**Problem to solve**. Up to and including the line that contains "Runs the Nu", repeat each line of the data exactly, starting from the first.

**Exercise materials**.
------------------------------------

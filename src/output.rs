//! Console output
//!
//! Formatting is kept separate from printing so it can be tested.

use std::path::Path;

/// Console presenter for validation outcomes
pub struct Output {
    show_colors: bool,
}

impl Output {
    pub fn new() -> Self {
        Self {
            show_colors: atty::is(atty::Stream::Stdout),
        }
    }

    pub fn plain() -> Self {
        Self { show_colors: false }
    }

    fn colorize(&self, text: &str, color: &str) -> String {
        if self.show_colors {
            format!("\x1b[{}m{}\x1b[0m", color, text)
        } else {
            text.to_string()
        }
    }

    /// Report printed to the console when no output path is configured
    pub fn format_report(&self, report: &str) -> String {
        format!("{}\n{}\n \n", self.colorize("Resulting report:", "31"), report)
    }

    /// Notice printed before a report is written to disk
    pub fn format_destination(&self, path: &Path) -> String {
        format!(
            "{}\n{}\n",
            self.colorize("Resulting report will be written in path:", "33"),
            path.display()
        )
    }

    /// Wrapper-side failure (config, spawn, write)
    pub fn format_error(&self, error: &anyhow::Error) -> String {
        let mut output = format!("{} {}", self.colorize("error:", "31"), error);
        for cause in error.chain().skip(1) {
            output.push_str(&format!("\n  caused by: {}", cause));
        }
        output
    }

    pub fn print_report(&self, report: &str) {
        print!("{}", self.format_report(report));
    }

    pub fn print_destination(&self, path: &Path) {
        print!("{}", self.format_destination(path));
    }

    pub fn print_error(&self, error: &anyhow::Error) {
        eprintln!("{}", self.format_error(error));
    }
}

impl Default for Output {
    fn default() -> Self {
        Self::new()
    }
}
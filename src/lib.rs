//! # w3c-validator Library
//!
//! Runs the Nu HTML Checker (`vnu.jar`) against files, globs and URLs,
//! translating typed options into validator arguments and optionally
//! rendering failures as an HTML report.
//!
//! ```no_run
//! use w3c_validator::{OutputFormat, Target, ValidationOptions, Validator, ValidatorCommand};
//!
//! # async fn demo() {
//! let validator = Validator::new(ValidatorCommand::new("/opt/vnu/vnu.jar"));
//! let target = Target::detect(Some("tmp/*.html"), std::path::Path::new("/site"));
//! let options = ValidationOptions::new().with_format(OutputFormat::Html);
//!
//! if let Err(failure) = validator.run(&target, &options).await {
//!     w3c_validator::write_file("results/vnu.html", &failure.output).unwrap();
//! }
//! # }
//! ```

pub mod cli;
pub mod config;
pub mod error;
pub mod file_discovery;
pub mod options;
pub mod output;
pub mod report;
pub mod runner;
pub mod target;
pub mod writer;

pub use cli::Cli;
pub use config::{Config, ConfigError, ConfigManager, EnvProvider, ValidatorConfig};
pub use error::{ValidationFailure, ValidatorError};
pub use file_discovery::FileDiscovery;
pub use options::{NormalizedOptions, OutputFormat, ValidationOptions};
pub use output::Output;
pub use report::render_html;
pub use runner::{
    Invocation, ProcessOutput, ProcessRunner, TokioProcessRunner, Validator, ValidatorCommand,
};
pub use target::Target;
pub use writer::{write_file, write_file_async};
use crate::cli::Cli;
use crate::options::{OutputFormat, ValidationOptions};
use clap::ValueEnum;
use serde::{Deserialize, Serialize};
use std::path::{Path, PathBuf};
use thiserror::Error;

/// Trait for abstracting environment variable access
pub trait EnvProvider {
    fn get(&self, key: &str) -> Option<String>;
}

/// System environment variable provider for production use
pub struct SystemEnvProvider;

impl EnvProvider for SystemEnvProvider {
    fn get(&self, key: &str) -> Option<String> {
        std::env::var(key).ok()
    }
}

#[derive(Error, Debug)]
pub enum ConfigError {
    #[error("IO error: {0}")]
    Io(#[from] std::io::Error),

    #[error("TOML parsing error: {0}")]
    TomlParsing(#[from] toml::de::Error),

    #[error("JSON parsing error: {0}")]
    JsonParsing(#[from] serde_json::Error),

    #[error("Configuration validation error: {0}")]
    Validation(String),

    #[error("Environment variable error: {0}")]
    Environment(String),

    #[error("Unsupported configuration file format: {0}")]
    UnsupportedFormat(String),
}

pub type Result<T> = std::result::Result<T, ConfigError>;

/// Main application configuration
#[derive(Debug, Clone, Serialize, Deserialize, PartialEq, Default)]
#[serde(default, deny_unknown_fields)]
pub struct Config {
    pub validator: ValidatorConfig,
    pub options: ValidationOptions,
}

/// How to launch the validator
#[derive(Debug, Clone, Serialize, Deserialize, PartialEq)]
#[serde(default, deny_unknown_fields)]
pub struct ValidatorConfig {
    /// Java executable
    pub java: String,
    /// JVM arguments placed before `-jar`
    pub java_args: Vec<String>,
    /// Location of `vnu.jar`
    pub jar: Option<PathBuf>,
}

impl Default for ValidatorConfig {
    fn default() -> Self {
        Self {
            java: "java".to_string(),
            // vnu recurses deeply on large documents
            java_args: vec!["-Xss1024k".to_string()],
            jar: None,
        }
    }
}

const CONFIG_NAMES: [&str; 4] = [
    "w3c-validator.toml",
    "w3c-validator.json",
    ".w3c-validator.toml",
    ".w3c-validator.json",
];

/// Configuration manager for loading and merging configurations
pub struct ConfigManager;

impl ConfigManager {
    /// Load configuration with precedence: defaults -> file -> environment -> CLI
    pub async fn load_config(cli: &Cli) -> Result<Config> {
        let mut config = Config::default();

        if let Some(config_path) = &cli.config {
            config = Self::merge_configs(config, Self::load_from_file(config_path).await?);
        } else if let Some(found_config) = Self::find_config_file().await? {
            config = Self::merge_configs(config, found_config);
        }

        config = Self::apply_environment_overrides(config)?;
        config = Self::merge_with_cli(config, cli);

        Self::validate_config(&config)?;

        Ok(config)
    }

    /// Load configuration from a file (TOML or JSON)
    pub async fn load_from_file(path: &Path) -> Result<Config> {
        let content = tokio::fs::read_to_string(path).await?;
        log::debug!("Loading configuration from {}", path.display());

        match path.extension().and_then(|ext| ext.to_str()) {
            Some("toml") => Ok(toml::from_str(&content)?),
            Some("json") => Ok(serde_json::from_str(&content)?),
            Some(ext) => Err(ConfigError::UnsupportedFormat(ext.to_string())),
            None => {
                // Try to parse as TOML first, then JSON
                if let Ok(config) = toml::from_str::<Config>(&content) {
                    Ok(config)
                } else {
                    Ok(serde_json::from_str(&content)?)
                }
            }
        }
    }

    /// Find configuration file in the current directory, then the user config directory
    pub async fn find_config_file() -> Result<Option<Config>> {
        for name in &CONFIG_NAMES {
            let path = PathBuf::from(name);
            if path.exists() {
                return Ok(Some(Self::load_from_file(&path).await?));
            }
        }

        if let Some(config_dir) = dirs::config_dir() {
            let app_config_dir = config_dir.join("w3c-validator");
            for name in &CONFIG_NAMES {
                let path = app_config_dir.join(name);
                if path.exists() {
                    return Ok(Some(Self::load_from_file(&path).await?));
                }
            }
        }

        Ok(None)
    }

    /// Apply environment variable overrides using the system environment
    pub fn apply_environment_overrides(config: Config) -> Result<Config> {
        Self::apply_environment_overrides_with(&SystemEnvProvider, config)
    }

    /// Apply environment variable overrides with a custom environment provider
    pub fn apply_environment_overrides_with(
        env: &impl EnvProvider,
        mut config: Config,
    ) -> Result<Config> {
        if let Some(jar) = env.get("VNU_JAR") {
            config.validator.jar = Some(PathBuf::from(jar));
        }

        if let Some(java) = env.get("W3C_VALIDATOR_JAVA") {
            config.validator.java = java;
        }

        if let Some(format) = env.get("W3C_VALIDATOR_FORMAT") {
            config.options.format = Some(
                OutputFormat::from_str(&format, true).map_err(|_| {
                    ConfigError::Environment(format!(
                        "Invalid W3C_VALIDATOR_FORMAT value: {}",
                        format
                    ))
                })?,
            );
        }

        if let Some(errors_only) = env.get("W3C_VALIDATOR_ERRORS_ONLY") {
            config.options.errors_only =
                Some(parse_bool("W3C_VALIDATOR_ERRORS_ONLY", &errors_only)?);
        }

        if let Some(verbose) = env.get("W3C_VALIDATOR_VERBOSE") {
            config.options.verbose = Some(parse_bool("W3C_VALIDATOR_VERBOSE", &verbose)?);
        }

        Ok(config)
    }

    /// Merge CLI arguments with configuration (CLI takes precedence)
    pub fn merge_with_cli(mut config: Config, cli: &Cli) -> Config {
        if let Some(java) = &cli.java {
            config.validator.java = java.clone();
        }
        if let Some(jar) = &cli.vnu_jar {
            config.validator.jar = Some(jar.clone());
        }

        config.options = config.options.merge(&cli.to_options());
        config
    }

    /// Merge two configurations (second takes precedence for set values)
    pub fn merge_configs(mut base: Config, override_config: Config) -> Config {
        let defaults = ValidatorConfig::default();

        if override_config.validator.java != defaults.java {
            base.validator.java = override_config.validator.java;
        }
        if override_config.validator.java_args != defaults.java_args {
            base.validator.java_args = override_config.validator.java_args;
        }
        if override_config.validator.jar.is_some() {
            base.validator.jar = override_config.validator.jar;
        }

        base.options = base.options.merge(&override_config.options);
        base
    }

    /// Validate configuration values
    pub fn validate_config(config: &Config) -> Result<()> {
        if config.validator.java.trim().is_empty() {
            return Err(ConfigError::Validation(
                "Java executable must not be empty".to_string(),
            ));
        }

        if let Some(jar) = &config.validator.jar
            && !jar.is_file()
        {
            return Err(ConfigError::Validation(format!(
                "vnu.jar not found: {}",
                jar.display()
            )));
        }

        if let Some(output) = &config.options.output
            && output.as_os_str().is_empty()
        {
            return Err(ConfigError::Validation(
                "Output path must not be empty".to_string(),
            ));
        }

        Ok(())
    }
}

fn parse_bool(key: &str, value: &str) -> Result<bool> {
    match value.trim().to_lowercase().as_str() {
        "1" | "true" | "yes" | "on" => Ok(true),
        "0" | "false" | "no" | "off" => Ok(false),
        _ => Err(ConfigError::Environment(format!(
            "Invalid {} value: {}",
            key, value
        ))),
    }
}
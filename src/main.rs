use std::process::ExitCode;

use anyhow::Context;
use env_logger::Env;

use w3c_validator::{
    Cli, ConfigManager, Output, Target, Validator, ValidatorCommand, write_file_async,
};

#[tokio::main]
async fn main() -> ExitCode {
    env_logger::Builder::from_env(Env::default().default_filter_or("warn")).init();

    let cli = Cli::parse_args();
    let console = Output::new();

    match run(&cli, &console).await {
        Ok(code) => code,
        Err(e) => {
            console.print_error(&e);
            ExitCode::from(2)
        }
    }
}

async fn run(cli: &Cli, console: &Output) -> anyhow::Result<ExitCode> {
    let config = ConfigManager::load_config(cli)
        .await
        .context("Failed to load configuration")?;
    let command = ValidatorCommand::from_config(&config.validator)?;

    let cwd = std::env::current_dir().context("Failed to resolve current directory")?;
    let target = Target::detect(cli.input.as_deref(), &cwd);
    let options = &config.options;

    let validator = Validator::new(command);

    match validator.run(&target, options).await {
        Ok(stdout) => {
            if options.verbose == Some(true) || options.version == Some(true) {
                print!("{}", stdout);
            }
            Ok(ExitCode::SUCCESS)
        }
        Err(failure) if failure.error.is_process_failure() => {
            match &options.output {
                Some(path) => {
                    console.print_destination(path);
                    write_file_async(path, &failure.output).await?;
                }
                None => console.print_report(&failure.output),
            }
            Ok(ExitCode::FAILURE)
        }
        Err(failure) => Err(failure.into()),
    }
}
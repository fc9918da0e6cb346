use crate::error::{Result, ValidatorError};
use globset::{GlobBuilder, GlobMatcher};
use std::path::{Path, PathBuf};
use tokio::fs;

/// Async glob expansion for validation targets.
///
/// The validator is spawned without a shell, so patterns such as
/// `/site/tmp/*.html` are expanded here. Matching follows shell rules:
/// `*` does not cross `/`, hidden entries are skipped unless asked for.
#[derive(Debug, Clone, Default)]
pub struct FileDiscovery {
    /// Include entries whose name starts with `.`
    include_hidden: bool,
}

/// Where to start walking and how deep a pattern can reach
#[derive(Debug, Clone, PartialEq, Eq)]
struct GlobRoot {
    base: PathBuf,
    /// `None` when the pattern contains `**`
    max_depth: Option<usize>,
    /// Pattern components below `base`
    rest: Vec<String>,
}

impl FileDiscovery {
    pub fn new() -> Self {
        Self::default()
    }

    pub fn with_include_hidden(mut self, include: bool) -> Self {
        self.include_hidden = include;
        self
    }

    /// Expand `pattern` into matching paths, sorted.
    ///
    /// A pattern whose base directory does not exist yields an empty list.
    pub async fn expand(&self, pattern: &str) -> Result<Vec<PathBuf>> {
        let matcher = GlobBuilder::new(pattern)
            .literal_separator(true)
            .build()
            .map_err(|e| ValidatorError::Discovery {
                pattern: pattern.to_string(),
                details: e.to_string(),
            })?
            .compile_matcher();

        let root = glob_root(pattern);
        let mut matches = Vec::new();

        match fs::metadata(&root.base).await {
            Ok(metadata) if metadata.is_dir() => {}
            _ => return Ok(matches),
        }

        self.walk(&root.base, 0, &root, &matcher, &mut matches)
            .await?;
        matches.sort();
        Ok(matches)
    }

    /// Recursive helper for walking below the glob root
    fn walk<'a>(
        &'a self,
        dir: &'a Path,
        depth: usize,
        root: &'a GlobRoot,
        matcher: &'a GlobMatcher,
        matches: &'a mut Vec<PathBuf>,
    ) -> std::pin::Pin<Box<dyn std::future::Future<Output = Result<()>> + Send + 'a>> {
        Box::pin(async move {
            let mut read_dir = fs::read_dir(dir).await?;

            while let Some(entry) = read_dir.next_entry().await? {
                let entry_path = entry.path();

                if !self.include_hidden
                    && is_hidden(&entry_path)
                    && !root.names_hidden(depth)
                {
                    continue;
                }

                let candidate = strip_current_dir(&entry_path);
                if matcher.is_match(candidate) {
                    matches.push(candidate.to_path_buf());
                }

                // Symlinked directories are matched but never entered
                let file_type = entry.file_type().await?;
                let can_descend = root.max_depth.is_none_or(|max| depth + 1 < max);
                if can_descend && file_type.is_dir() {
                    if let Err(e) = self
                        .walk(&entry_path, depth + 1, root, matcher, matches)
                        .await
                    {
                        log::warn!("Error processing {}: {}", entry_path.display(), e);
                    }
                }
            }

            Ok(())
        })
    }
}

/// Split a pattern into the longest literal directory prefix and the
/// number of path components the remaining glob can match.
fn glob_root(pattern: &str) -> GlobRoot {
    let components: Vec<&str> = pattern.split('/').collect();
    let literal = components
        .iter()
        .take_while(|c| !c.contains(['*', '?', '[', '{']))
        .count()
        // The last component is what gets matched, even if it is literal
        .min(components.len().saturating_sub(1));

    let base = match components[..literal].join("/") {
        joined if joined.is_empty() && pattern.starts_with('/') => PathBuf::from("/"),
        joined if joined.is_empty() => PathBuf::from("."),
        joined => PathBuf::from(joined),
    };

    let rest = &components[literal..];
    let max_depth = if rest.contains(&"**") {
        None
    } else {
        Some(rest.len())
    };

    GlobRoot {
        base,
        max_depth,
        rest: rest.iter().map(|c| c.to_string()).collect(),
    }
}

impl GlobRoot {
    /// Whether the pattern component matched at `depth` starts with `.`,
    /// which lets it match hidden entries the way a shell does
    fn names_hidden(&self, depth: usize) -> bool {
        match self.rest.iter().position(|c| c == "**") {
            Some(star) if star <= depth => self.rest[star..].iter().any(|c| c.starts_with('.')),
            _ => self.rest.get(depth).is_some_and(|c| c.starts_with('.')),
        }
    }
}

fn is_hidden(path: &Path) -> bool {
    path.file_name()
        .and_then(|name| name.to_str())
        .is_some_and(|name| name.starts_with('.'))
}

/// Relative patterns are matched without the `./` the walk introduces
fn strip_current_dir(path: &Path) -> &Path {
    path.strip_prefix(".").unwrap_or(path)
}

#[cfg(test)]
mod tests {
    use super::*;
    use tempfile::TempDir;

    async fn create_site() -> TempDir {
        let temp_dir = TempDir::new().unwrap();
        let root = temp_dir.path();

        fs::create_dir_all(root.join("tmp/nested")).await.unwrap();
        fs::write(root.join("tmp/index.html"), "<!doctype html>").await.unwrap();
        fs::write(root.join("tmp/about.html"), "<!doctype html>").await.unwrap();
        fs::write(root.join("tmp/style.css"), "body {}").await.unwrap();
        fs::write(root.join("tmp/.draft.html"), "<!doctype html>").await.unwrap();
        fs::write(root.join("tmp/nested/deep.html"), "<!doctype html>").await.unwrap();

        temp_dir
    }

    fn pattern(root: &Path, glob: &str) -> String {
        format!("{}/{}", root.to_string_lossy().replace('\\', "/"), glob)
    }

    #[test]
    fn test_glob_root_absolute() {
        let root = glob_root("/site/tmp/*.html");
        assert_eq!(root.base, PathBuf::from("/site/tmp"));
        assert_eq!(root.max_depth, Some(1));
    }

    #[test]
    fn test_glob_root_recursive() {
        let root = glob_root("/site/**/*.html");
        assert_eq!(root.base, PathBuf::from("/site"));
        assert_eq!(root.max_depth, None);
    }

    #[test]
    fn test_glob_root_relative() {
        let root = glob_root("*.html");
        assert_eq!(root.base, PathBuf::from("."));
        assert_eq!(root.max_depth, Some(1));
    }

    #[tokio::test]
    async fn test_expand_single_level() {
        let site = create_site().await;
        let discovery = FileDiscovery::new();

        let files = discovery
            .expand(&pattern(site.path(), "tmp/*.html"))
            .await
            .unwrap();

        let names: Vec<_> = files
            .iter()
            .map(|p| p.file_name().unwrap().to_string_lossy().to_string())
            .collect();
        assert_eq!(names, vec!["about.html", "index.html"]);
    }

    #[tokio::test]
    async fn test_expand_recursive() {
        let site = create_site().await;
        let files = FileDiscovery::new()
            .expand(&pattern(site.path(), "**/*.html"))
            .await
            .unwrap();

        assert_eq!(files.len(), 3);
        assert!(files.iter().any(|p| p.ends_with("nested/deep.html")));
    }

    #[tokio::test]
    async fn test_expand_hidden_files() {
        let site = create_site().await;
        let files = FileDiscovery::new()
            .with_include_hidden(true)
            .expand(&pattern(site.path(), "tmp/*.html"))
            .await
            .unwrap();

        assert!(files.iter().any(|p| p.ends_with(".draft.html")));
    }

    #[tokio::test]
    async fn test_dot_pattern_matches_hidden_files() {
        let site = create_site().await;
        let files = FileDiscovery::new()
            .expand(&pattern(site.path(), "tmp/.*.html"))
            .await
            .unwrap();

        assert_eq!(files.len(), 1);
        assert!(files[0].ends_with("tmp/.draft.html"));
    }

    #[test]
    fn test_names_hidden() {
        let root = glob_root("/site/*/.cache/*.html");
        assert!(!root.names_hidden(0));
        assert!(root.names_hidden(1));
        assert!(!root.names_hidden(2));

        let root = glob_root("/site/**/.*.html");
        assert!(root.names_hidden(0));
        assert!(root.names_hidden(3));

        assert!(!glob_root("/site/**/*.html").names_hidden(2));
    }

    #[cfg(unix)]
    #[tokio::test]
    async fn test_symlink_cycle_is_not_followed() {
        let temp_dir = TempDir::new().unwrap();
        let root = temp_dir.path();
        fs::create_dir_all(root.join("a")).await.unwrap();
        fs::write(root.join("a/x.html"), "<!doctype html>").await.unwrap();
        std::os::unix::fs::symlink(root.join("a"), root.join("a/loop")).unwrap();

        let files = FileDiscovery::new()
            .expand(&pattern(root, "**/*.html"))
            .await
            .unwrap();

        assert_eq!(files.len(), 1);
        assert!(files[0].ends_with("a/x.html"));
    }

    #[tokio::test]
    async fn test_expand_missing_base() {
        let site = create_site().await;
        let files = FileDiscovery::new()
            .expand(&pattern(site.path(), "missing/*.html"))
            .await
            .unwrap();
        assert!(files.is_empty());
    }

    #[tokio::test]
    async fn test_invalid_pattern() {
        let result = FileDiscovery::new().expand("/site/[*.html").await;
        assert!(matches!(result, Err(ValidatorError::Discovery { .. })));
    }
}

------------------------------------

**Task result**.
filename src/output.rs
//! Console output
//!
//! Formatting is kept separate from printing so it can be tested.

use std::path::Path;

/// Console presenter for validation outcomes
pub struct Output {
    show_colors: bool,
}

impl Output {
    pub fn new() -> Self {
        Self {
            show_colors: atty::is(atty::Stream::Stdout),
        }
    }

    pub fn plain() -> Self {
        Self { show_colors: false }
    }

    fn colorize(&self, text: &str, color: &str) -> String {
        if self.show_colors {
            format!("\x1b[{}m{}\x1b[0m", color, text)
        } else {
            text.to_string()
        }
    }

    /// Report printed to the console when no output path is configured
    pub fn format_report(&self, report: &str) -> String {
        format!("{}\n{}\n \n", self.colorize("Resulting report:", "31"), report)
    }

    /// Notice printed before a report is written to disk
    pub fn format_destination(&self, path: &Path) -> String {
        format!(
            "{}\n{}\n",
            self.colorize("Resulting report will be written in path:", "33"),
            path.display()
        )
    }

    /// Wrapper-side failure (config, spawn, write)
    pub fn format_error(&self, error: &anyhow::Error) -> String {
        let mut output = format!("{} {}", self.colorize("error:", "31"), error);
        for cause in error.chain().skip(1) {
            output.push_str(&format!("\n  caused by: {}", cause));
        }
        output
    }

    pub fn print_report(&self, report: &str) {
        print!("{}", self.format_report(report));
    }

    pub fn print_destination(&self, path: &Path) {
        print!("{}", self.format_destination(path));
    }

    pub fn print_error(&self, error: &anyhow::Error) {
        eprintln!("{}", self.format_error(error));
    }
}

impl Default for Output {
    fn default() -> Self {
        Self::new()
    }
}
filename src/lib.rs
//! # w3c-validator Library
//!
//! Runs the Nu HTML Checker (`vnu.jar`) against files, globs and URLs,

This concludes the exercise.